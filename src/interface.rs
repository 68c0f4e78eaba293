//! Text front end shared by the CLI and the MCP server.
//!
//! Commands are parsed from single lines, run against a [`CombatEngine`] on
//! behalf of one requester, and answered with plain text.

use crate::combat::actions::ActionRequest;
use crate::combat::combatant::CombatantId;
use crate::combat::engine::{ActionOutcome, CombatEngine};
use crate::combat::snapshot::Snapshot;
use crate::combat::state::{SceneId, Termination};
use crate::errors::CombatResult;
use schema::{AbilityKind, Line};

pub const HELP: &str = "\
Commands:
  start [encounter]        begin a fight (random encounter if none is named)
  attack <target>          basic weapon attack
  move                     step to your other line
  ability <name> [target]  use a known ability, e.g. 'ability rend enemy_0_goblin'
  end                      end the current turn
  ai                       let the enemies take their turns
  show                     print the battlefield
  formation <front|back>   choose your line for the next fight
  abort                    abandon the fight
  help                     this list";

const NO_COMBAT: &str = "No combat in progress. Use 'start' to begin.";

#[derive(Debug, Clone, PartialEq, Eq)]
pub enum Command {
    Start { encounter: Option<String> },
    Attack { target: String },
    Move,
    Ability { name: String, target: Option<String> },
    End,
    Ai,
    Show,
    Formation(Line),
    Abort,
    Help,
}

/// Parses one line of input into a [`Command`].
pub fn parse_command(input: &str) -> Result<Command, String> {
    let parts: Vec<&str> = input.split_whitespace().collect();
    let Some((verb, args)) = parts.split_first() else {
        return Err("Type a command, or 'help' for the list.".to_string());
    };

    match verb.to_lowercase().as_str() {
        "start" => Ok(Command::Start {
            encounter: (!args.is_empty()).then(|| args.join(" ")),
        }),
        "attack" | "a" => match args {
            [target] => Ok(Command::Attack {
                target: target.to_string(),
            }),
            _ => Err("Usage: attack <target>".to_string()),
        },
        "move" | "m" => Ok(Command::Move),
        "ability" | "use" => parse_ability(args),
        "end" | "e" => Ok(Command::End),
        "ai" => Ok(Command::Ai),
        "show" | "status" => Ok(Command::Show),
        "formation" => match args {
            [line] => line
                .parse::<Line>()
                .map(Command::Formation)
                .map_err(|_| format!("Unknown line '{}'. Use 'front' or 'back'.", line)),
            _ => Err("Usage: formation <front|back>".to_string()),
        },
        "abort" => Ok(Command::Abort),
        "help" | "?" => Ok(Command::Help),
        other => Err(format!("Unknown command '{}'. Type 'help' for the list.", other)),
    }
}

/// Ability names may span several words ("second wind"), so the last word is
/// only taken as a target when the full text is not an ability name.
fn parse_ability(args: &[&str]) -> Result<Command, String> {
    if args.is_empty() {
        return Err("Usage: ability <name> [target]".to_string());
    }
    let whole = args.join(" ");
    if AbilityKind::from_name(&whole).is_some() || args.len() == 1 {
        return Ok(Command::Ability {
            name: whole,
            target: None,
        });
    }
    let (target, name) = args.split_last().map(|(t, n)| (t.to_string(), n.join(" "))).unwrap_or_default();
    Ok(Command::Ability {
        name,
        target: Some(target),
    })
}

/// One requester's view of the engine: which scene they are fighting in.
#[derive(Debug, Clone)]
pub struct Session {
    requester: String,
    scene: Option<SceneId>,
}

impl Session {
    pub fn new(requester: impl Into<String>) -> Self {
        Self {
            requester: requester.into(),
            scene: None,
        }
    }

    pub fn requester(&self) -> &str {
        &self.requester
    }

    pub fn scene(&self) -> Option<&SceneId> {
        self.scene.as_ref()
    }

    /// Pick up a scene that is already running, e.g. after a restart.
    pub fn resume(&mut self, scene: SceneId) {
        self.scene = Some(scene);
    }

    pub fn execute(&mut self, engine: &CombatEngine, command: Command) -> CombatResult<String> {
        match command {
            Command::Help => Ok(HELP.to_string()),
            Command::Formation(line) => {
                engine.set_default_formation(&self.requester, line)?;
                Ok(format!("You will take the {} when the next fight starts.", line))
            }
            Command::Start { encounter } => self.start(engine, encounter.as_deref()),
            Command::Show => match &self.scene {
                Some(scene_id) => Ok(engine.get_snapshot(scene_id)?.to_string()),
                None => Ok(NO_COMBAT.to_string()),
            },
            Command::Ai => self.advance(engine),
            Command::Abort => self.abort(engine),
            Command::Attack { target } => {
                self.act(engine, |actor| ActionRequest::attack(actor, target.as_str()))
            }
            Command::Move => self.act(engine, |actor| ActionRequest::movement(actor)),
            Command::Ability { name, target } => self.act(engine, |actor| {
                ActionRequest::ability(actor, &name, target.as_deref().map(CombatantId::from))
            }),
            Command::End => self.act(engine, |actor| ActionRequest::end_turn(actor)),
        }
    }

    fn start(&mut self, engine: &CombatEngine, encounter: Option<&str>) -> CombatResult<String> {
        if let Some(scene_id) = &self.scene {
            return Ok(format!(
                "Already fighting in scene {}. Use 'abort' to leave it.",
                scene_id
            ));
        }
        let started = match encounter {
            Some(name) => {
                let encounter = engine.catalog().encounter(name)?.clone();
                engine.start_encounter(&self.requester, &encounter)?
            }
            None => engine.start_combat(&self.requester)?,
        };
        self.scene = Some(started.scene_id);
        Ok(started.snapshot.to_string())
    }

    fn advance(&mut self, engine: &CombatEngine) -> CombatResult<String> {
        let Some(scene_id) = self.scene.clone() else {
            return Ok(NO_COMBAT.to_string());
        };
        let outcomes = engine.advance_ai(&scene_id)?;
        let Some(last) = outcomes.last() else {
            return Ok("No enemy is waiting to act.".to_string());
        };
        self.follow(last);

        let mut output = String::new();
        for outcome in &outcomes[..outcomes.len() - 1] {
            for message in &outcome.messages {
                output.push_str(message);
                output.push('\n');
            }
        }
        output.push_str(&render_outcome(last));
        Ok(output)
    }

    fn abort(&mut self, engine: &CombatEngine) -> CombatResult<String> {
        let Some(scene_id) = self.scene.take() else {
            return Ok(NO_COMBAT.to_string());
        };
        let snapshot = engine.abort_scene(&scene_id)?;
        Ok(format!("You withdraw from the fight.\n\n{}", snapshot))
    }

    /// Submit an action for the active combatant, provided it belongs to the
    /// requester's side.
    fn act(
        &mut self,
        engine: &CombatEngine,
        build: impl FnOnce(CombatantId) -> ActionRequest,
    ) -> CombatResult<String> {
        let Some(scene_id) = self.scene.clone() else {
            return Ok(NO_COMBAT.to_string());
        };
        let snapshot = engine.get_snapshot(&scene_id)?;
        let (Some(actor), Some(name)) = (snapshot.active_id.as_deref(), snapshot.active.as_deref()) else {
            return Ok("Nobody is up to act.".to_string());
        };
        if !is_friendly(&snapshot, actor) {
            return Ok(format!("It is {}'s turn. Use 'ai' to let the enemies act.", name));
        }

        let outcome = engine.submit_action(&scene_id, build(CombatantId::from(actor)))?;
        self.follow(&outcome);
        Ok(render_outcome(&outcome))
    }

    fn follow(&mut self, outcome: &ActionOutcome) {
        if outcome.termination.is_some() {
            self.scene = None;
        }
    }
}

fn is_friendly(snapshot: &Snapshot, id: &str) -> bool {
    snapshot
        .friendly_frontline
        .iter()
        .chain(&snapshot.friendly_backline)
        .any(|view| view.id == id)
}

/// Event lines of one outcome, followed by the result of the fight or the
/// battlefield as it now stands.
pub fn render_outcome(outcome: &ActionOutcome) -> String {
    if let Some(rejection) = outcome.rejection() {
        return format!("Rejected: {}.", rejection);
    }

    let mut output = String::new();
    for message in &outcome.messages {
        output.push_str(message);
        output.push('\n');
    }
    output.push('\n');
    match outcome.termination {
        Some(Termination::EnemyWipe) => output.push_str(&format!(
            "Victory! Each survivor earns {} XP.\n",
            outcome.xp_awarded
        )),
        Some(Termination::FriendlyWipe) => output.push_str("Your party has fallen.\n"),
        None => output.push_str(&outcome.snapshot.to_string()),
    }
    output
}

#[cfg(test)]
mod tests {
    use super::*;
    use crate::character::CharacterStore;
    use crate::combat::rng::CombatRng;
    use crate::combat::tests::common::{sample_character, test_engine};
    use crate::party::StaticParties;
    use pretty_assertions::assert_eq;

    #[test]
    fn test_parse_basic_commands() {
        assert_eq!(
            parse_command("attack enemy_0_goblin"),
            Ok(Command::Attack {
                target: "enemy_0_goblin".to_string()
            })
        );
        assert_eq!(parse_command("  END "), Ok(Command::End));
        assert_eq!(parse_command("formation back"), Ok(Command::Formation(Line::Backline)));
        assert_eq!(
            parse_command("start goblin pair"),
            Ok(Command::Start {
                encounter: Some("goblin pair".to_string())
            })
        );
        assert!(parse_command("attack").is_err());
        assert!(parse_command("formation sideways").is_err());
        assert!(parse_command("dance").is_err());
        assert!(parse_command("").is_err());
    }

    #[test]
    fn test_parse_multi_word_abilities() {
        assert_eq!(
            parse_command("ability second wind"),
            Ok(Command::Ability {
                name: "second wind".to_string(),
                target: None
            })
        );
        assert_eq!(
            parse_command("use rend enemy_1_goblin"),
            Ok(Command::Ability {
                name: "rend".to_string(),
                target: Some("enemy_1_goblin".to_string())
            })
        );
    }

    #[test]
    fn test_session_plays_a_short_fight() {
        // brute hp, initiative x2, player to-hit + damage, brute target + to-hit + damage
        let fixture = test_engine(
            vec![sample_character("1", "Aldric")],
            StaticParties::new(),
            CombatRng::new_for_test(vec![30, 5, 5, 10, 4, 0, 10, 3]),
        );
        let engine = &fixture.engine;
        let mut session = Session::new("1");

        assert_eq!(session.execute(engine, Command::Show).unwrap(), NO_COMBAT);

        let opening = session
            .execute(engine, Command::Start { encounter: Some("brute".to_string()) })
            .unwrap();
        assert!(opening.contains("Brute 30/30"));
        assert!(session.scene().is_some());

        let attack = session
            .execute(engine, Command::Attack { target: "enemy_0_brute".to_string() })
            .unwrap();
        assert!(attack.contains("Aldric attacks Brute"));
        assert!(attack.contains("Brute 26/30"));

        let blocked = session.execute(engine, Command::End).unwrap();
        assert_eq!(blocked, "It is Brute's turn. Use 'ai' to let the enemies act.");

        let enemy = session.execute(engine, Command::Ai).unwrap();
        assert!(enemy.contains("Brute attacks Aldric"));

        let withdrawn = session.execute(engine, Command::Abort).unwrap();
        assert!(withdrawn.contains("Abandoned"));
        assert_eq!(session.scene(), None);
        assert_eq!(fixture.characters.get("1").unwrap().unwrap().current_hp, 97);
    }

    #[test]
    fn test_formation_command_updates_the_character() {
        let fixture = test_engine(
            vec![sample_character("1", "Aldric")],
            StaticParties::new(),
            CombatRng::new_for_test(vec![]),
        );
        let mut session = Session::new("1");
        session
            .execute(&fixture.engine, Command::Formation(Line::Backline))
            .unwrap();
        assert_eq!(
            fixture.characters.get("1").unwrap().unwrap().formation,
            Line::Backline
        );
    }
}
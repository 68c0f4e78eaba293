//! Durable homes for scenes, the graveyard and character backups.

pub mod backup;
pub mod graveyard;
pub mod scenes;

pub use backup::{BackupStore, InMemoryBackupStore, PostcardBackupStore};
pub use graveyard::{GraveyardLog, GraveyardRecord, InMemoryGraveyard, JsonlGraveyard};
pub use scenes::{ArchivedScene, InMemorySceneStore, JsonSceneStore, SceneStore};

use crate::errors::{PersistenceError, PersistenceResult};
use serde::de::DeserializeOwned;
use serde::Serialize;
use std::fs::{self, OpenOptions};
use std::io::Write;
use std::path::Path;

/// Append one JSON document as a line to `path`, creating it if needed.
pub(crate) fn append_json_line<T: Serialize>(path: &Path, value: &T) -> PersistenceResult<()> {
    if let Some(parent) = path.parent() {
        if !parent.as_os_str().is_empty() {
            fs::create_dir_all(parent).map_err(|e| PersistenceError::io(parent, e))?;
        }
    }
    let mut line = serde_json::to_string(value)?;
    line.push('\n');
    let mut file = OpenOptions::new()
        .create(true)
        .append(true)
        .open(path)
        .map_err(|e| PersistenceError::io(path, e))?;
    file.write_all(line.as_bytes())
        .map_err(|e| PersistenceError::io(path, e))?;
    Ok(())
}

/// Read every line of a JSON-lines file. A missing file reads as empty.
pub(crate) fn read_json_lines<T: DeserializeOwned>(path: &Path) -> PersistenceResult<Vec<T>> {
    if !path.exists() {
        return Ok(Vec::new());
    }
    let content = fs::read_to_string(path).map_err(|e| PersistenceError::io(path, e))?;
    content
        .lines()
        .filter(|line| !line.trim().is_empty())
        .map(|line| serde_json::from_str(line).map_err(PersistenceError::from))
        .collect()
}
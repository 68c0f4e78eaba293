//! Decision making for combatants no player controls.

use crate::combat::abilities;
use crate::combat::actions::{self, ActionRequest};
use crate::combat::combatant::CombatantId;
use crate::combat::resolution::Sweep;
use crate::combat::rng::CombatRng;
use crate::combat::state::{CombatEvent, EventBus, Scene};
use schema::{AbilityKind, ActionSlot, AiBehavior, Faction, Line};
use std::collections::HashMap;

/// A strategy for one behavior tag. Implementors decide who to aim at; the
/// action choice itself is shared.
pub trait Behavior: Send + Sync {
    /// Candidate targets for `actor`, in preference order of lines.
    fn target_pool(&self, actor: &CombatantId, scene: &Scene) -> Vec<CombatantId>;
}

/// Strikes whatever stands in front: the opposing frontline, or the backline
/// once the front has fallen.
pub struct Melee;

impl Behavior for Melee {
    fn target_pool(&self, actor: &CombatantId, scene: &Scene) -> Vec<CombatantId> {
        match opposing(actor, scene) {
            Some(faction) => scene.exposed_line(faction),
            None => Vec::new(),
        }
    }
}

/// Shoots over the front: prefers the opposing backline.
pub struct Ranged;

impl Behavior for Ranged {
    fn target_pool(&self, actor: &CombatantId, scene: &Scene) -> Vec<CombatantId> {
        let Some(faction) = opposing(actor, scene) else {
            return Vec::new();
        };
        let back = scene.line(faction, Line::Backline);
        if back.is_empty() {
            scene.line(faction, Line::Frontline).clone()
        } else {
            back.clone()
        }
    }
}

fn opposing(actor: &CombatantId, scene: &Scene) -> Option<Faction> {
    scene.get(actor).map(|state| state.combatant.faction.opponent())
}

/// The result of one AI-driven turn.
#[derive(Debug, Clone, PartialEq)]
pub struct AiTurn {
    pub actor: CombatantId,
    pub target: Option<CombatantId>,
    pub sweep: Sweep,
    pub message: String,
}

/// Behavior tag to strategy table, built once at engine start.
pub struct AiRegistry {
    handlers: HashMap<AiBehavior, Box<dyn Behavior>>,
}

impl Default for AiRegistry {
    fn default() -> Self {
        Self::new()
    }
}

impl AiRegistry {
    pub fn new() -> Self {
        let mut handlers: HashMap<AiBehavior, Box<dyn Behavior>> = HashMap::new();
        handlers.insert(AiBehavior::Melee, Box::new(Melee));
        handlers.insert(AiBehavior::Ranged, Box::new(Ranged));
        Self { handlers }
    }

    pub fn handler(&self, behavior: AiBehavior) -> Option<&dyn Behavior> {
        self.handlers.get(&behavior).map(|handler| handler.as_ref())
    }

    /// Play out the whole turn of the active combatant if it is AI-controlled.
    /// Returns `None` when the active combatant is a player or the scene has
    /// nobody to act.
    pub fn act(&self, scene: &mut Scene, rng: &mut CombatRng, bus: &mut EventBus) -> Option<AiTurn> {
        let actor = scene.active_id().cloned()?;
        let behavior = scene.get(&actor)?.combatant.behavior()?;
        let handler = self.handler(behavior)?;
        let mut sweep = Sweep::default();

        let pool = handler.target_pool(&actor, scene);
        if pool.is_empty() {
            bus.push(CombatEvent::NoTargets { actor: actor.clone() });
            let ended = actions::end_turn(scene, rng, bus, &actor);
            return Some(AiTurn {
                message: format!("{} finds no one to fight.", scene.name_of(&actor)),
                actor,
                target: None,
                sweep: ended.sweep,
            });
        }
        let mut target = pool[rng.pick(pool.len(), "ai target")].clone();
        let target_name = scene.name_of(&target);

        // main: a random ready ability, else a basic attack
        let main_pool: Vec<AbilityKind> =
            actions::usable_abilities(scene, &actor, ActionSlot::Main).collect();
        let main = match main_pool.len() {
            0 => ActionRequest::attack(actor.clone(), target.clone()),
            n => {
                let ability = main_pool[rng.pick(n, "ai main ability")];
                let aimed = abilities::profile(ability).needs_target().then(|| target.clone());
                ActionRequest::ability(actor.clone(), &ability.to_string(), aimed)
            }
        };
        tracing::debug!(actor = %actor, target = %target, action = ?main.kind, "ai main action");
        sweep.merge(self.perform(scene, rng, bus, &main, &actor, &target));

        // side: a random ready ability, else skipped
        if !sweep.is_over() && still_acting(scene, &actor) {
            let side_pool: Vec<AbilityKind> =
                actions::usable_abilities(scene, &actor, ActionSlot::Side).collect();
            if side_pool.is_empty() {
                bus.push(CombatEvent::SideActionSkipped { actor: actor.clone() });
            } else {
                let ability = side_pool[rng.pick(side_pool.len(), "ai side ability")];
                let profile = abilities::profile(ability);
                if profile.needs_target() && !scene.is_alive(&target) {
                    let fresh = handler.target_pool(&actor, scene);
                    if !fresh.is_empty() {
                        target = fresh[rng.pick(fresh.len(), "ai retarget")].clone();
                    }
                }
                let aimed = profile.needs_target().then(|| target.clone());
                let side = ActionRequest::ability(actor.clone(), &ability.to_string(), aimed);
                tracing::debug!(actor = %actor, action = ?side.kind, "ai side action");
                sweep.merge(self.perform(scene, rng, bus, &side, &actor, &target));
            }
        }

        if !sweep.is_over() && still_acting(scene, &actor) {
            sweep.merge(actions::end_turn(scene, rng, bus, &actor).sweep);
        }

        Some(AiTurn {
            message: format!("{} acted against {}.", scene.name_of(&actor), target_name),
            actor,
            target: Some(target),
            sweep,
        })
    }

    fn perform(
        &self,
        scene: &mut Scene,
        rng: &mut CombatRng,
        bus: &mut EventBus,
        request: &ActionRequest,
        actor: &CombatantId,
        target: &CombatantId,
    ) -> Sweep {
        match actions::resolve(scene, rng, bus, request) {
            Ok(executed) => executed.sweep,
            Err(rejection) => {
                tracing::warn!(actor = %actor, target = %target, %rejection, "ai action rejected");
                Sweep::default()
            }
        }
    }
}

/// The actor still holds the turn it started.
fn still_acting(scene: &Scene, actor: &CombatantId) -> bool {
    scene.active_id() == Some(actor)
}
use crate::combat::combatant::CombatantId;
use crate::combat::state::SceneId;
use schema::{AbilityKind, ActionSlot};
use serde::{Deserialize, Serialize};
use thiserror::Error;

/// Main error type for the skirmish combat engine.
///
/// Validation failures are not represented here: they are reason codes
/// carried by [`ActionRejection`] inside a normal outcome.
#[derive(Debug, Error)]
pub enum CombatError {
    /// A referenced character, template or weapon could not be resolved
    #[error("Data error: {0}")]
    Data(#[from] DataError),
    /// Scene, graveyard, backup or character state could not be written or read
    #[error("Persistence error: {0}")]
    Persistence(#[from] PersistenceError),
    /// No active scene exists under the given identifier
    #[error("Scene not found: {0}")]
    SceneNotFound(SceneId),
    /// A stored scene violates its structural invariants
    #[error("Scene {scene} is corrupt: {details}")]
    CorruptScene { scene: SceneId, details: String },
}

/// Errors related to the external data sources combatants are built from.
#[derive(Debug, Clone, PartialEq, Eq, Error)]
pub enum DataError {
    #[error("Character not found: {0}")]
    CharacterNotFound(String),
    #[error("Enemy template not found: {0}")]
    EnemyTemplateNotFound(String),
    #[error("Weapon not found: {0}")]
    WeaponNotFound(String),
    #[error("No combat-ready party members for {0}")]
    EmptyParty(String),
    #[error("Encounter not found: {0}")]
    EncounterNotFound(String),
    #[error("Encounter table is empty")]
    NoEncounters,
    #[error("Malformed data: {0}")]
    MalformedData(String),
}

/// Errors raised while reading or writing durable state.
#[derive(Debug, Error)]
pub enum PersistenceError {
    #[error("I/O failure on {path}: {source}")]
    Io {
        path: String,
        #[source]
        source: std::io::Error,
    },
    #[error("JSON encoding failure: {0}")]
    Json(#[from] serde_json::Error),
    #[error("RON decoding failure: {0}")]
    Ron(#[from] ron::error::SpannedError),
    #[error("Snapshot encoding failure: {0}")]
    Postcard(#[from] postcard::Error),
    #[error("Store lock poisoned: {0}")]
    Poisoned(String),
}

impl PersistenceError {
    pub fn io(path: impl AsRef<std::path::Path>, source: std::io::Error) -> Self {
        PersistenceError::Io {
            path: path.as_ref().display().to_string(),
            source,
        }
    }
}

/// Reasons an action is refused. The scene is left untouched whenever one of
/// these is returned.
#[derive(Debug, Clone, PartialEq, Eq, Serialize, Deserialize, Error)]
pub enum ActionRejection {
    #[error("The combat is already over")]
    CombatOver,
    #[error("It is not {actor}'s turn")]
    NotYourTurn { actor: CombatantId },
    #[error("The {0} has already been used this turn")]
    SlotAlreadyUsed(ActionSlot),
    #[error("Unknown ability `{0}`")]
    UnknownAbility(String),
    #[error("{0} is not one of your abilities")]
    AbilityNotKnown(AbilityKind),
    #[error("{ability} is on cooldown for {turns} more turns")]
    OnCooldown { ability: AbilityKind, turns: u8 },
    #[error("{ability} needs {needed} stamina but only {available} remains")]
    InsufficientStamina {
        ability: AbilityKind,
        needed: u32,
        available: u32,
    },
    #[error("No target selected")]
    MissingTarget,
    #[error("Target {0} is not in this combat")]
    TargetNotFound(CombatantId),
    #[error("Target {0} is already dead")]
    TargetDead(CombatantId),
}

/// Type alias for Results using CombatError
pub type CombatResult<T> = Result<T, CombatError>;

/// Type alias for Results using DataError
pub type DataResult<T> = Result<T, DataError>;

/// Type alias for Results using PersistenceError
pub type PersistenceResult<T> = Result<T, PersistenceError>;

#[cfg(test)]
mod tests {
    use super::*;

    #[test]
    fn test_rejection_messages_are_readable() {
        let rejection = ActionRejection::OnCooldown {
            ability: AbilityKind::SecondWind,
            turns: 2,
        };
        assert_eq!(rejection.to_string(), "Second Wind is on cooldown for 2 more turns");

        let slot = ActionRejection::SlotAlreadyUsed(ActionSlot::Side);
        assert_eq!(slot.to_string(), "The side action has already been used this turn");
    }

    #[test]
    fn test_data_errors_lift_into_combat_errors() {
        let err: CombatError = DataError::EnemyTemplateNotFound("ogre".to_string()).into();
        assert!(matches!(err, CombatError::Data(DataError::EnemyTemplateNotFound(_))));
        assert_eq!(err.to_string(), "Data error: Enemy template not found: ogre");
    }
}
//! Skirmish command line driver.
//!
//! Usage: `skirmish <character-id> [config.ron]`
//!
//! Reads one command per line from stdin and plays the fight on behalf of the
//! given character and their party. Logs go to stderr; set `RUST_LOG` to tune.

use skirmish::interface::{parse_command, Session, HELP};
use skirmish::{CombatEngine, CombatantId, EngineConfig};
use std::io::{self, BufRead, Write};
use std::path::PathBuf;
use tracing_subscriber::EnvFilter;

fn main() {
    let filter = EnvFilter::try_from_default_env().unwrap_or_else(|_| EnvFilter::new("skirmish=info"));
    tracing_subscriber::fmt()
        .with_env_filter(filter)
        .with_writer(io::stderr)
        .init();

    let mut args = std::env::args().skip(1);
    let Some(requester) = args.next() else {
        eprintln!("Usage: skirmish <character-id> [config.ron]");
        std::process::exit(2);
    };
    let config_path = args.next().map(PathBuf::from).unwrap_or_else(|| PathBuf::from("skirmish.ron"));

    let config = match EngineConfig::load(&config_path) {
        Ok(config) => config,
        Err(e) => {
            eprintln!("Error reading config {}: {}", config_path.display(), e);
            std::process::exit(1);
        }
    };
    let engine = match CombatEngine::open(config) {
        Ok(engine) => engine,
        Err(e) => {
            eprintln!("Error starting the combat engine: {}", e);
            std::process::exit(1);
        }
    };

    let mut session = Session::new(requester);
    resume_existing(&engine, &mut session);

    println!("{}", HELP);
    if let Err(e) = run(&engine, &mut session) {
        eprintln!("Error on the terminal: {}", e);
        std::process::exit(1);
    }
}

/// Read and execute commands until end of input or `quit`.
fn run(engine: &CombatEngine, session: &mut Session) -> io::Result<()> {
    let stdin = io::stdin();
    let mut stdout = io::stdout();
    loop {
        print!("> ");
        stdout.flush()?;

        let mut line = String::new();
        if stdin.lock().read_line(&mut line)? == 0 {
            return Ok(());
        }
        let input = line.trim();
        if input.is_empty() {
            continue;
        }
        if matches!(input, "quit" | "exit" | "q") {
            return Ok(());
        }

        match parse_command(input) {
            Ok(command) => match session.execute(engine, command) {
                Ok(text) => println!("{}", text),
                Err(e) => println!("Error: {}", e),
            },
            Err(message) => println!("{}", message),
        }
    }
}

/// Reattach to a scene left running by an earlier process, if the requester
/// is still fighting in one.
fn resume_existing(engine: &CombatEngine, session: &mut Session) {
    let report = match engine.recover() {
        Ok(report) => report,
        Err(e) => {
            tracing::error!(error = %e, "could not read active scenes");
            return;
        }
    };
    let requester = CombatantId::from(session.requester());
    for scene_id in report.healthy {
        let Ok(scene) = engine.checked_scene(&scene_id) else {
            continue;
        };
        if scene.is_alive(&requester) {
            tracing::info!(scene = %scene_id, "resuming combat in progress");
            session.resume(scene_id);
            return;
        }
    }
}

What is needed:
State how many lines in the entries hold "shared". Nothing should come before or after the number.

Solution below:
2